Archive for November, 2008

Some Things Are NOT the BCS’s Fault

No one on earth hates the BCS more than I do, so this is not a post about how the BCS is fine and dandy. It’s not. It’s a cancer that is causing a huge number of only partly-understood ancillary diseases in college football.

But it is not responsible for all the problems the game has.

It is not responsible for the mess of the Big 12 South this year. That is an unpreventable disaster. Having three very good teams in Texas, Oklahoma, and Texas Tech at the top of the division is a circumstance so unlikely that it couldn’t be anticipated, and clearly wasn’t. Even if you had a playoff, that still wouldn’t solve the problem with deciding the conference championship. What they should do is decide the division champion based on what happened on the field, not what happened in the incredibly stupid Harris Poll. I understand that we have a 1-1 trifecta here. That doesn’t bother me. In ten minutes, I could design a system that would decide the division champion based on on-the-field results, without giving anyone incentives to run the score up in a meaningless victory.
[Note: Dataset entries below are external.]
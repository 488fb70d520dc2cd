//! The three-way diff between freshly collected facts and the server's
//! sync snapshot ( "Three-way diff semantics quirks"), grounded in the
//! original agent's `compare_data`.
//!
//! Darwin's `packages` rows never carry `arch` locally (its `homebrew_packages`
//! query doesn't select it), but the server's echoed snapshot does, left
//! over from a Debian/RHEL report for the same host — it's stripped before
//! comparison. `addresses` normalizes a null `broadcast` to `""` because the
//! local fact source and the remote schema disagree on how "no broadcast
//! address" is represented.

use crate::model::FactDef;
use alpamon_core::Platform;
use serde_json::Value;
use std::collections::HashMap;

/// The result of reconciling one key's local rows against its remote
/// snapshot. `create`'s shape matches the collection endpoint's POST
/// contract directly: a single object for singleton keys, a JSON array for
/// multi-row keys — callers post it as-is.
#[derive(Debug, Clone, Default)]
pub struct DiffResult {
    pub create: Option<Value>,
    pub update: Vec<(String, Value)>,
    pub delete: Vec<String>,
}

impl DiffResult {
    pub fn is_empty(&self) -> bool {
        self.create.is_none() && self.update.is_empty() && self.delete.is_empty()
    }
}

/// Normalizes one remote row in place before comparison (Darwin `packages`
/// arch stripping, `addresses` broadcast normalization).
fn normalize_remote_row(def: &FactDef, platform: Platform, row: &mut Value) {
    if let Some(obj) = row.as_object_mut() {
        if def.key == crate::model::FactKey::Addresses {
            let is_empty_broadcast = obj
                .get("broadcast")
                .map(|v| v.is_null() || v == &Value::Bool(false))
                .unwrap_or(true);
            if is_empty_broadcast {
                obj.insert("broadcast".to_string(), Value::String(String::new()));
            }
        }
        if def.key == crate::model::FactKey::Packages && platform == Platform::Darwin {
            obj.remove("arch");
        }
    }
}

pub fn three_way_diff(def: &FactDef, platform: Platform, local: Vec<Value>, remote: Vec<Value>) -> DiffResult {
    if def.multirow {
        diff_multirow(def, platform, local, remote)
    } else {
        diff_singleton(local, remote)
    }
}

fn diff_multirow(def: &FactDef, platform: Platform, local: Vec<Value>, remote: Vec<Value>) -> DiffResult {
    let mut remote_by_pk: HashMap<String, (String, Value)> = HashMap::new();
    for mut row in remote {
        normalize_remote_row(def, platform, &mut row);
        let Some(obj) = row.as_object_mut() else { continue };
        let Some(id) = obj.remove("id").and_then(|v| v.as_str().map(str::to_string).or(Some(v.to_string()))) else {
            continue;
        };
        let Some(pk_value) = obj.get(def.pk).map(|v| v.to_string()) else { continue };
        remote_by_pk.insert(pk_value, (id, Value::Object(obj.clone())));
    }

    let mut create = Vec::new();
    let mut update = Vec::new();

    for item in local {
        let Some(pk_value) = item.get(def.pk).map(|v| v.to_string()) else {
            create.push(item);
            continue;
        };
        match remote_by_pk.remove(&pk_value) {
            Some((id, remote_data)) => {
                if item != remote_data {
                    update.push((id, item));
                }
            }
            None => create.push(item),
        }
    }

    let delete = remote_by_pk.into_values().map(|(id, _)| id).collect();

    DiffResult {
        create: (!create.is_empty()).then(|| Value::Array(create)),
        update,
        delete,
    }
}

fn diff_singleton(local: Vec<Value>, mut remote: Vec<Value>) -> DiffResult {
    let Some(first) = local.into_iter().next() else {
        return DiffResult::default();
    };

    if remote.is_empty() {
        return DiffResult { create: Some(first), update: Vec::new(), delete: Vec::new() };
    }

    let mut remote_obj = remote.remove(0);
    let id = remote_obj
        .as_object_mut()
        .and_then(|o| o.remove("id"))
        .and_then(|v| v.as_str().map(str::to_string).or(Some(v.to_string())))
        .unwrap_or_default();

    if first != remote_obj {
        DiffResult { create: None, update: vec![(id, first)], delete: Vec::new() }
    } else {
        DiffResult::default()
    }
}

#[cfg(test)]
mod tests {
    use super::*;
    use crate::model::FactKey;
    use serde_json::json;

    #[test]
    fn multirow_detects_create_update_delete() {
        let def = FactKey::Users.def();
        let local = vec![
            json!({"uid": 1, "username": "root", "gid": 0, "description": "", "directory": "/root", "shell": "/bin/bash"}),
            json!({"uid": 2, "username": "new", "gid": 100, "description": "", "directory": "/home/new", "shell": "/bin/bash"}),
        ];
        let remote = vec![
            json!({"id": "r1", "uid": 1, "username": "root", "gid": 0, "description": "changed", "directory": "/root", "shell": "/bin/bash"}),
            json!({"id": "r3", "uid": 3, "username": "gone", "gid": 100, "description": "", "directory": "/home/gone", "shell": "/bin/bash"}),
        ];

        let diff = three_way_diff(def, Platform::Debian, local, remote);
        assert_eq!(diff.delete, vec!["r3".to_string()]);
        assert_eq!(diff.update.len(), 1);
        assert_eq!(diff.update[0].0, "r1");
        let created = diff.create.unwrap();
        assert_eq!(created.as_array().unwrap().len(), 1);
    }

    #[test]
    fn singleton_create_is_unwrapped_from_array() {
        let local = vec![json!({"name": "ubuntu", "version": "22.04"})];
        let diff = diff_singleton(local, vec![]);
        assert!(diff.create.unwrap().is_object());
    }

    #[test]
    fn singleton_unchanged_produces_empty_diff() {
        let local = vec![json!({"name": "ubuntu", "version": "22.04"})];
        let remote = vec![json!({"id": "x", "name": "ubuntu", "version": "22.04"})];
        let diff = diff_singleton(local, remote);
        assert!(diff.is_empty());
    }

    #[test]
    fn darwin_packages_strip_arch_before_comparison() {
        let def = FactKey::Packages.def();
        let local = vec![json!({"name": "git", "source": "/usr/local", "version": "2.40"})];
        let remote = vec![json!({"id": "r1", "name": "git", "source": "/usr/local", "version": "2.40", "arch": "x86_64"})];
        let diff = three_way_diff(def, Platform::Darwin, local, remote);
        assert!(diff.is_empty(), "arch-only difference should not trigger an update on darwin");
    }

    #[test]
    fn addresses_null_broadcast_normalizes_to_empty_string() {
        let def = FactKey::Addresses.def();
        let local = vec![json!({"address": "10.0.0.1", "interface_name": "eth0", "mask": "255.255.255.0", "broadcast": ""})];
        let remote = vec![json!({"id": "r1", "address": "10.0.0.1", "interface_name": "eth0", "mask": "255.255.255.0", "broadcast": null})];
        let diff = three_way_diff(def, Platform::Debian, local, remote);
        assert!(diff.is_empty(), "null broadcast should normalize to empty string before comparing");
    }
}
That said, the rest of what’s going on with this IS the BCS’s fault, and there are other travesties, like Utah eliminating Boise State from the BCS (in all likelihood – though that’s not a guarantee), and having four undefeated teams with only one getting a chance to play for the title, and so, so many other extremely ridiculous things. All of those things are the fault of the BCS.

I remain insistent that the only way we’re going to break this system up is to set up an extra-BCS tournament for those 5 conferences that are not allowed to play the same game as everyone else. Set the tournament up for the top 8 non-BCS teams – the 5 conference champions, plus an extra team from those 3 conferences that have the best out-of-conference records against the BCS conferences (the first year – every year thereafter, you get an extra team in for winning the tourney, one for making the final game, and one for being the team that lost to the tourney champion in the semifinals). Keep running that tournament until you get a deal that makes you BCS money. Every year, offer to play another game the first weekend in January against the BCS “champion” to decide the tre #1 team in the nation.

Barring this, there will always be a BCS. To our shame.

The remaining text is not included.